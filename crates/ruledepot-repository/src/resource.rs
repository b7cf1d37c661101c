//! Typed package and asset operations
//!
//! The structured counterpart of [`RestApi`](crate::RestApi): packages and
//! assets are addressed by name and returned as models or summaries ready to
//! serialize. Archived assets are hidden from listings and lookups; their
//! version history stays readable.

use crate::assembler::PackageAssembler;
use crate::config::RepositoryConfig;
use crate::models::{
    AssetItem, AssetSummary, Checkin, Content, PackageItem, PackageSummary, VersionEntry,
};
use crate::traits::ContentStore;
use crate::{RepositoryError, RepositoryResult};
use serde::{Deserialize, Serialize};
use std::sync::Arc;
use tracing::debug;

/// Check-in comment used when an item is archived
pub const ARCHIVED_COMMENT: &str = "Archived";

/// Fields of a package to change; `None` leaves a field as is
#[derive(Debug, Clone, Default, PartialEq, Serialize, Deserialize)]
#[serde(default)]
pub struct PackageUpdate {
    pub title: Option<String>,
    pub description: Option<String>,
    pub archived: Option<bool>,
    pub comment: String,
}

/// Fields of an asset to change; `None` leaves a field as is
#[derive(Debug, Clone, Default, PartialEq, Serialize, Deserialize)]
#[serde(default)]
pub struct AssetUpdate {
    pub title: Option<String>,
    pub description: Option<String>,
    /// New text content
    pub content: Option<String>,
    pub comment: String,
}

/// Package resource
#[derive(Clone)]
pub struct PackageResource {
    store: Arc<dyn ContentStore>,
    assembler: PackageAssembler,
    contributor: String,
}

impl PackageResource {
    pub fn new(store: Arc<dyn ContentStore>, config: &RepositoryConfig) -> Self {
        Self {
            store,
            assembler: PackageAssembler::new(config),
            contributor: config.user.clone(),
        }
    }

    fn checkin(&self, comment: &str) -> Checkin {
        Checkin::new(self.contributor.clone(), comment)
    }

    // ----- packages -----

    pub fn list_packages(&self) -> RepositoryResult<Vec<PackageSummary>> {
        Ok(self
            .store
            .list_packages()?
            .iter()
            .map(PackageSummary::from)
            .collect())
    }

    /// Create a package named after `title`
    pub fn create_package(&self, title: &str, description: &str) -> RepositoryResult<PackageSummary> {
        if title.trim().is_empty() {
            return Err(RepositoryError::InvalidRequest(
                "Package title must not be empty".to_string(),
            ));
        }
        let package = self.store.create_package(title, description)?;
        Ok(PackageSummary::from(&package))
    }

    pub fn get_package(&self, name: &str) -> RepositoryResult<PackageItem> {
        self.store.load_package(name)
    }

    pub fn get_package_version(&self, name: &str, version: u64) -> RepositoryResult<PackageItem> {
        self.store.load_package_version(name, version)
    }

    /// Apply an update and check the package in
    pub fn update_package(&self, name: &str, update: PackageUpdate) -> RepositoryResult<PackageItem> {
        let mut draft = self.store.load_package(name)?.checkout();
        if let Some(title) = update.title {
            draft.title = title;
        }
        if let Some(description) = update.description {
            draft.description = description;
        }
        if let Some(archived) = update.archived {
            draft.archived = archived;
        }
        debug!(package = %name, "Updating package");
        self.store.checkin_package(draft, &self.checkin(&update.comment))
    }

    /// Logical delete; the package stays in the store
    pub fn archive_package(&self, name: &str) -> RepositoryResult<PackageItem> {
        let mut draft = self.store.load_package(name)?.checkout();
        draft.archived = true;
        self.store.checkin_package(draft, &self.checkin(ARCHIVED_COMMENT))
    }

    /// Checked-in revisions; the initial working copy is not listed
    pub fn package_versions(&self, name: &str) -> RepositoryResult<Vec<VersionEntry>> {
        Ok(self
            .store
            .package_history(name)?
            .iter()
            .map(VersionEntry::from)
            .collect())
    }

    /// DRL of the whole package
    pub fn package_source(&self, name: &str) -> RepositoryResult<String> {
        let package = self.store.load_package(name)?;
        let assets = self.store.list_assets(name)?;
        self.assembler.assemble(&package, &assets)
    }

    /// DRL of the package as it stood at a checked-in revision
    pub fn package_version_source(&self, name: &str, version: u64) -> RepositoryResult<String> {
        let package = self.store.load_package_version(name, version)?;
        let assets = self.store.list_assets_at(name, version)?;
        self.assembler.assemble(&package, &assets)
    }

    // ----- assets -----

    /// Current asset, or `NotFound` once it is archived
    fn live_asset(&self, package: &str, name: &str) -> RepositoryResult<AssetItem> {
        let asset = self.store.load_asset(package, name)?;
        if asset.archived {
            return Err(RepositoryError::not_found(asset.path()));
        }
        Ok(asset)
    }

    pub fn list_assets(&self, package: &str) -> RepositoryResult<Vec<AssetSummary>> {
        Ok(self
            .store
            .list_assets(package)?
            .iter()
            .filter(|a| !a.archived)
            .map(AssetSummary::from)
            .collect())
    }

    pub fn get_asset(&self, package: &str, name: &str) -> RepositoryResult<AssetItem> {
        self.live_asset(package, name)
    }

    /// Raw bytes of the asset content
    pub fn asset_binary(&self, package: &str, name: &str) -> RepositoryResult<Vec<u8>> {
        Ok(self.live_asset(package, name)?.content.as_bytes().to_vec())
    }

    /// Stored text of the asset
    pub fn asset_source(&self, package: &str, name: &str) -> RepositoryResult<String> {
        match self.live_asset(package, name)?.content {
            Content::Text(text) => Ok(text),
            Content::Binary(_) => Err(RepositoryError::Unsupported(format!(
                "{}/{} is binary and has no source",
                package, name
            ))),
        }
    }

    pub fn asset_versions(&self, package: &str, name: &str) -> RepositoryResult<Vec<VersionEntry>> {
        Ok(self
            .store
            .asset_history(package, name)?
            .iter()
            .map(VersionEntry::from)
            .collect())
    }

    /// Apply an update and check the asset in
    pub fn update_asset(
        &self,
        package: &str,
        name: &str,
        update: AssetUpdate,
    ) -> RepositoryResult<AssetItem> {
        let mut draft = self.live_asset(package, name)?.checkout();
        if let Some(title) = update.title {
            draft.title = title;
        }
        if let Some(description) = update.description {
            draft.description = description;
        }
        if let Some(content) = update.content {
            if draft.is_binary() {
                return Err(RepositoryError::Unsupported(format!(
                    "{} is binary; text content cannot be set",
                    draft.path()
                )));
            }
            draft.content = Content::Text(content);
        }
        debug!(asset = %draft.path(), "Updating asset");
        self.store.checkin_asset(draft, &self.checkin(&update.comment))
    }

    /// Logical delete; history is kept
    pub fn archive_asset(&self, package: &str, name: &str) -> RepositoryResult<AssetItem> {
        let mut draft = self.live_asset(package, name)?.checkout();
        draft.archived = true;
        self.store.checkin_asset(draft, &self.checkin(ARCHIVED_COMMENT))
    }
}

################

> _Directions_: Restate each line above word for word.

> _Written reply_:
filename crates/ruledepot-repository/src/resource.rs
repository b7cf1d37c661101c
//! Typed package and asset operations
//!
//! The structured counterpart of [`RestApi`](crate::RestApi): packages and
//! assets are addressed by name and returned as models or summaries ready to
//! serialize. Archived assets are hidden from listings and lookups; their
//! version history stays readable.

use crate::assembler::PackageAssembler;
use crate::config::RepositoryConfig;
use crate::models::{
    AssetItem, AssetSummary, Checkin, Content, PackageItem, PackageSummary, VersionEntry,
};
use crate::traits::ContentStore;
use crate::{RepositoryError, RepositoryResult};
use serde::{Deserialize, Serialize};
use std::sync::Arc;
use tracing::debug;

/// Check-in comment used when an item is archived
pub const ARCHIVED_COMMENT: &str = "Archived";

/// Fields of a package to change; `None` leaves a field as is
#[derive(Debug, Clone, Default, PartialEq, Serialize, Deserialize)]
#[serde(default)]
pub struct PackageUpdate {
    pub title: Option<String>,
    pub description: Option<String>,
    pub archived: Option<bool>,
    pub comment: String,
}

/// Fields of an asset to change; `None` leaves a field as is
#[derive(Debug, Clone, Default, PartialEq, Serialize, Deserialize)]
#[serde(default)]
pub struct AssetUpdate {
    pub title: Option<String>,
    pub description: Option<String>,
    /// New text content
    pub content: Option<String>,
    pub comment: String,
}

/// Package resource
#[derive(Clone)]
pub struct PackageResource {
    store: Arc<dyn ContentStore>,
    assembler: PackageAssembler,
    contributor: String,
}

impl PackageResource {
    pub fn new(store: Arc<dyn ContentStore>, config: &RepositoryConfig) -> Self {
        Self {
            store,
            assembler: PackageAssembler::new(config),
            contributor: config.user.clone(),
        }
    }

    fn checkin(&self, comment: &str) -> Checkin {
        Checkin::new(self.contributor.clone(), comment)
    }

    // ----- packages -----

    pub fn list_packages(&self) -> RepositoryResult<Vec<PackageSummary>> {
        Ok(self
            .store
            .list_packages()?
            .iter()
            .map(PackageSummary::from)
            .collect())
    }

    /// Create a package named after `title`
    pub fn create_package(&self, title: &str, description: &str) -> RepositoryResult<PackageSummary> {
        if title.trim().is_empty() {
            return Err(RepositoryError::InvalidRequest(
                "Package title must not be empty".to_string(),
            ));
        }
        let package = self.store.create_package(title, description)?;
        Ok(PackageSummary::from(&package))
    }

    pub fn get_package(&self, name: &str) -> RepositoryResult<PackageItem> {
        self.store.load_package(name)
    }

    pub fn get_package_version(&self, name: &str, version: u64) -> RepositoryResult<PackageItem> {
        self.store.load_package_version(name, version)
    }

    /// Apply an update and check the package in
    pub fn update_package(&self, name: &str, update: PackageUpdate) -> RepositoryResult<PackageItem> {
        let mut draft = self.store.load_package(name)?.checkout();
        if let Some(title) = update.title {
            draft.title = title;
        }
        if let Some(description) = update.description {
            draft.description = description;
        }
        if let Some(archived) = update.archived {
            draft.archived = archived;
        }
        debug!(package = %name, "Updating package");
        self.store.checkin_package(draft, &self.checkin(&update.comment))
    }

    /// Logical delete; the package stays in the store
    pub fn archive_package(&self, name: &str) -> RepositoryResult<PackageItem> {
        let mut draft = self.store.load_package(name)?.checkout();
        draft.archived = true;
        self.store.checkin_package(draft, &self.checkin(ARCHIVED_COMMENT))
    }

    /// Checked-in revisions; the initial working copy is not listed
    pub fn package_versions(&self, name: &str) -> RepositoryResult<Vec<VersionEntry>> {
        Ok(self
            .store
            .package_history(name)?
            .iter()
            .map(VersionEntry::from)
            .collect())
    }

    /// DRL of the whole package
    pub fn package_source(&self, name: &str) -> RepositoryResult<String> {
        let package = self.store.load_package(name)?;
        let assets = self.store.list_assets(name)?;
        self.assembler.assemble(&package, &assets)
    }

    /// DRL of the package as it stood at a checked-in revision
    pub fn package_version_source(&self, name: &str, version: u64) -> RepositoryResult<String> {
        let package = self.store.load_package_version(name, version)?;
        let assets = self.store.list_assets_at(name, version)?;
        self.assembler.assemble(&package, &assets)
    }

    // ----- assets -----

    /// Current asset, or `NotFound` once it is archived
    fn live_asset(&self, package: &str, name: &str) -> RepositoryResult<AssetItem> {
        let asset = self.store.load_asset(package, name)?;
        if asset.archived {
            return Err(RepositoryError::not_found(asset.path()));
        }
        Ok(asset)
    }

    pub fn list_assets(&self, package: &str) -> RepositoryResult<Vec<AssetSummary>> {
        Ok(self
            .store
            .list_assets(package)?
            .iter()
            .filter(|a| !a.archived)
            .map(AssetSummary::from)
            .collect())
    }

    pub fn get_asset(&self, package: &str, name: &str) -> RepositoryResult<AssetItem> {
        self.live_asset(package, name)
    }

    /// Raw bytes of the asset content
    pub fn asset_binary(&self, package: &str, name: &str) -> RepositoryResult<Vec<u8>> {
        Ok(self.live_asset(package, name)?.content.as_bytes().to_vec())
    }

    /// Stored text of the asset
    pub fn asset_source(&self, package: &str, name: &str) -> RepositoryResult<String> {
        match self.live_asset(package, name)?.content {
            Content::Text(text) => Ok(text),
            Content::Binary(_) => Err(RepositoryError::Unsupported(format!(
                "{}/{} is binary and has no source",
                package, name
            ))),
        }
    }

    pub fn asset_versions(&self, package: &str, name: &str) -> RepositoryResult<Vec<VersionEntry>> {
        Ok(self
            .store
            .asset_history(package, name)?
            .iter()
            .map(VersionEntry::from)
            .collect())
    }

    /// Apply an update and check the asset in
    pub fn update_asset(
        &self,
        package: &str,
        name: &str,
        update: AssetUpdate,
    ) -> RepositoryResult<AssetItem> {
        let mut draft = self.live_asset(package, name)?.checkout();
        if let Some(title) = update.title {
            draft.title = title;
        }
        if let Some(description) = update.description {
            draft.description = description;
        }
        if let Some(content) = update.content {
            if draft.is_binary() {
                return Err(RepositoryError::Unsupported(format!(
                    "{} is binary; text content cannot be set",
                    draft.path()
                )));
            }
            draft.content = Content::Text(content);
        }
        debug!(asset = %draft.path(), "Updating asset");
        self.store.checkin_asset(draft, &self.checkin(&update.comment))
    }

    /// Logical delete; history is kept
    pub fn archive_asset(&self, package: &str, name: &str) -> RepositoryResult<AssetItem> {
        let mut draft = self.live_asset(package, name)?.checkout();
        draft.archived = true;
        self.store.checkin_asset(draft, &self.checkin(ARCHIVED_COMMENT))
    }
}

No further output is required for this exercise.